Entre temps ne laisser rien au hasard, aux branlants épisodes: rendre les caves profondes transparentes, aux expériences, aux possibilités d’humanité, pour une humanité nouvelle: après 30 heures d’insomnies on te jette des miettes, on t’asperge d’eau, jusqu’à ce que tu t’endormes. Puis debout, retour aux 30 heures, Yes We Can ; les leaders de la boîte étant à ce jour les plus vieux rescapés, qui ne succomberait pas ?

digestion des images

l’absence de lumière, l’éblouissement, les ruines, les chantiers, les mendiants, les stars, les routes les no man’s land – la foule des images précède les mots, les court-circuite, les images sont débris de totems ventriloques, les mots pris de court se font guides, papillonnent la propagande, forcent la transparence.
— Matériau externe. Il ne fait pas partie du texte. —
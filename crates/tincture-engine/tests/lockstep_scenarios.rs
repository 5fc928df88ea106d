//! Integration test: multi-tick lockstep runs.
//!
//! Steps full simulations synchronously and checks the end-to-end
//! properties a viewer relies on: determinism under a fixed seed,
//! non-negative fields, and the brightness floor on untouched cells.

use proptest::prelude::*;
use tincture_core::{LayerId, TickId, MIN_STRENGTH};
use tincture_engine::{LockstepSim, SimConfig};
use tincture_test_utils::{assert_non_negative, degenerate_suppliers, reference_suppliers};

fn config(width: u32, height: u32, seed: u64) -> SimConfig {
    SimConfig {
        width,
        height,
        seed: Some(seed),
        ..SimConfig::default()
    }
}

#[test]
fn fixed_seed_reproduces_frames() {
    let run = || {
        let mut sim = LockstepSim::new(&config(40, 40, 77), &reference_suppliers()).unwrap();
        let frames: Vec<Vec<u8>> = (0..20).map(|_| sim.step().frame.as_bytes().to_vec()).collect();
        (sim.seed_centres().to_vec(), frames)
    };
    assert_eq!(run(), run());
}

#[test]
fn hundred_ticks_stay_non_negative() {
    let mut sim = LockstepSim::new(&config(50, 50, 3), &reference_suppliers()).unwrap();
    for _ in 0..100 {
        let result = sim.step();
        assert!(result.metrics.total_mass.is_finite());
        assert_non_negative(sim.store().current());
    }
    assert_eq!(sim.current_tick(), TickId(100));
}

#[test]
fn untouched_cells_render_at_floor() {
    let suppliers = &reference_suppliers()[..2];
    let mut sim = LockstepSim::new(&config(60, 60, 8), suppliers).unwrap();
    let centres = sim.seed_centres().to_vec();
    let frame = sim.step().frame;

    // After one tick influence reaches at most seed radius + 1 cells.
    let far = (0..60u32)
        .flat_map(|x| (0..60u32).map(move |y| (x, y)))
        .find(|&(x, y)| {
            centres
                .iter()
                .all(|&(cx, cy)| x.abs_diff(cx) > 4 || y.abs_diff(cy) > 4)
        })
        .unwrap();

    let store = sim.store();
    for layer in 0..2 {
        assert_eq!(store.get(LayerId(layer), far.0, far.1).unwrap(), 0.0);
    }
    assert_eq!(frame.pixel(far.0, far.1), Some([76, 76, 76, 255]));
}

#[test]
fn metrics_mass_matches_store() {
    let mut sim = LockstepSim::new(&config(30, 30, 4), &reference_suppliers()).unwrap();
    let result = sim.step_n(5).unwrap();
    assert_eq!(result.metrics.total_mass, sim.store().total_mass());
}

#[test]
fn restart_returns_to_seed_blocks() {
    let mut sim = LockstepSim::new(&config(30, 30, 5), &reference_suppliers()[..3]).unwrap();
    sim.step_n(10);
    sim.restart().unwrap();
    // every layer holds exactly its clipped seed block and nothing else
    assert!(sim.store().current().iter().all(|&v| v == 0.0 || v == 1.0));
    assert_eq!(sim.seed_centres().len(), 3);
}

#[test]
fn repeated_restarts_leave_only_the_latest_seed_blocks() {
    let (w, h) = (30u32, 30u32);
    let mut sim = LockstepSim::new(&config(w, h, 6), &reference_suppliers()[..3]).unwrap();
    sim.step_n(10);
    for _ in 0..5 {
        sim.restart().unwrap();
    }

    let centres = sim.seed_centres().to_vec();
    assert_eq!(centres.len(), 3);
    let store = sim.store();
    for (layer, &(cx, cy)) in centres.iter().enumerate() {
        for x in 0..w {
            for y in 0..h {
                let inside = x.abs_diff(cx) <= 2 && y.abs_diff(cy) <= 2;
                let expected = if inside { 1.0 } else { 0.0 };
                assert_eq!(
                    store.get(LayerId(layer as u32), x, y).unwrap(),
                    expected,
                    "layer {layer} at ({x}, {y}), centre ({cx}, {cy})"
                );
            }
        }
    }
}

#[test]
fn stale_borders_resurface_after_restart() {
    // On a 6x6 grid every 5x5 seed block touches the border.
    let mut sim = LockstepSim::new(&config(6, 6, 13), &reference_suppliers()[..2]).unwrap();
    let shape = sim.store().shape();
    let border: Vec<usize> = (0..6u32)
        .flat_map(|x| (0..6u32).map(move |y| (x, y)))
        .filter(|&(x, y)| !shape.is_interior(x, y))
        .map(|(x, y)| shape.index(x as usize, y as usize))
        .collect();
    let plane = shape.cell_count();
    let border_of = |field: &[f64]| -> Vec<f64> {
        (0..2)
            .flat_map(|l| border.iter().map(move |&i| field[l * plane + i]))
            .collect()
    };
    let initial = border_of(sim.store().current());
    assert!(initial.iter().any(|&v| v > 0.0));

    // Step into the other buffer, restart there, then step back: the
    // original buffer's borders were never rewritten.
    sim.step();
    sim.restart().unwrap();
    sim.step();
    assert_eq!(border_of(sim.store().current()), initial);
}

#[test]
fn identical_suppliers_share_the_minimum_strength() {
    let mut sim = LockstepSim::new(&config(20, 20, 2), &degenerate_suppliers(4)).unwrap();
    assert_eq!(sim.layers().len(), 4);
    assert!(sim
        .layers()
        .iter()
        .all(|(_, layer)| layer.strength == MIN_STRENGTH));
    sim.step_n(3);
    assert_non_negative(sim.store().current());
}

proptest! {
    #![proptest_config(ProptestConfig::with_cases(24))]

    #[test]
    fn any_seed_runs_clean(seed in any::<u64>(), w in 3u32..24, h in 3u32..24) {
        let mut sim = LockstepSim::new(&config(w, h, seed), &reference_suppliers()).unwrap();
        for _ in 0..5 {
            let result = sim.step();
            prop_assert!(result.frame.as_bytes().chunks_exact(4).all(|px| px[3] == 255));
        }
        prop_assert!(sim.store().current().iter().all(|&v| v >= 0.0 && v.is_finite()));
    }
}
tu tournes plus facilement la tête, tu arrêtes tes yeux parfois, tu arrêtes la danse brouillardeuse des mots. tu entres dans tes yeux. ce ne sont pas les mots qui se font guides, même s’il leur arrive d’éclairer, d’assombrir, de brouiller les lisières, tu es le guide qui invariablement est éconduit. les images s’y bousculent, les lieux s’effritent, tu expulses l’air qui vient à manquer, tu rampes par saccades vers d’autres sorties désenchantées.

se détachant à mort un monde fait de nos lubies et imagos, de nos extensions et excroissances. un monde primitivement un don qu’on aurait pris soin à faire reposer sur des bases légères, fondé sur des règles aériennes, balance des étoiles scribes dont on était une lettre. légèreté pénétration équilibre, tige dont le tête s’élèverait, fouillis cherchant la lumière, poids branlant dans le vent, monde parallèle à celui des voisins, guerre de conquête, d’occupation horizontale, de hauteur creusée, d’éboulis, monde pour finir confondu à l’ici-bas, enfoncé.

le parc des nuages aux jardins suspendus
le parc des nuages aux jardins suspendus

être à l’heure

De toute façon j’étais essoufflé. Alors je m’arrêtais, perdant encore du temps, n’en ayant déjà plus, entamant péniblement un autre, obligé, à bout de souffle, d’avouer que ce quartier urbain m’était parfaitement inconnu. Comme si ce fut ma dernière chance je levais les yeux au ciel, un point semblait gonfler tout en s’éloignant, une cabine sans air, transparente, où grossissait un oiseau sans aile. Sur le trottoir un rocher n’offrait d’autre passage que d’être traversé, c’était trop tôt, trop tard.

retours ailleurs à zéro

Avantage sur la discrète idiotie, les vannes de l’optimisme s’ouvrent. En contre-bas totems d’eau et de terre qu’on va faire parler, pente qui rassemble, des autoroutes s’y pressent. Le mensonge est accueilli, accueillant, de quoi parle t-on ? un vrai plaisir. Autour du partage officiel l’ambiance est sourires figés, désespoir et sourire, on plie le monde au règne de c’est comme ça, on rigole à répétition, on s’en fout, on fait son chemin, le chapeau qu’on a, l’optimisme quand tu veux, si dieu le souhaitait, résolutions au vent.

Adorable optimisme, c’est entre soi, les gens, et tu ne sais pas, aucune ressemblance, on ne peut pas l’épouser, tu n’y as jamais trouvé une accroche, aucun terrain, rien remonté d’un projet qui eut valu la peine, sauf les ratages, les retours ailleurs à zéro.